(Collected data entries):
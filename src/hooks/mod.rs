//! Yew hooks that connect the motion engine to the browser.
//!
//! Every hook registers its listeners, observers and timers inside
//! `use_effect_with_deps` and releases them from the effect destructor.

mod count_up;
mod pointer;
mod reveal;
mod scroll;
mod viewport;

pub use count_up::use_count_up;
pub use pointer::use_pointer_follow;
pub use reveal::use_reveal;
pub use scroll::{scroll_to_id, scroll_to_top, use_scroll_top};
pub use viewport::use_viewport;

use yew::prelude::*;

use crate::config::MotionConfig;

/// Wall-clock milliseconds, the time base for throttles and reveals.
pub fn now() -> f64 {
    web_sys::js_sys::Date::now()
}

pub fn viewport_width() -> f64 {
    web_sys::window()
        .and_then(|w| w.inner_width().ok())
        .and_then(|v| v.as_f64())
        .unwrap_or(0.0)
}

pub fn viewport_height() -> f64 {
    web_sys::window()
        .and_then(|w| w.inner_height().ok())
        .and_then(|v| v.as_f64())
        .unwrap_or(0.0)
}

#[hook]
pub fn use_motion_config() -> MotionConfig {
    use_context::<MotionConfig>().unwrap_or_default()
}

(What you will do):
Quote exactly the stretch of lines above that starts at the first one and ends at the line with "pub use count_up::use_count_up;", and nothing beyond it.

(Response to this exercise):
filename src/hooks/mod.rs
//! Yew hooks that connect the motion engine to the browser.
//!
//! Every hook registers its listeners, observers and timers inside
//! `use_effect_with_deps` and releases them from the effect destructor.

mod count_up;
mod pointer;
mod reveal;
mod scroll;
mod viewport;

pub use count_up::use_count_up;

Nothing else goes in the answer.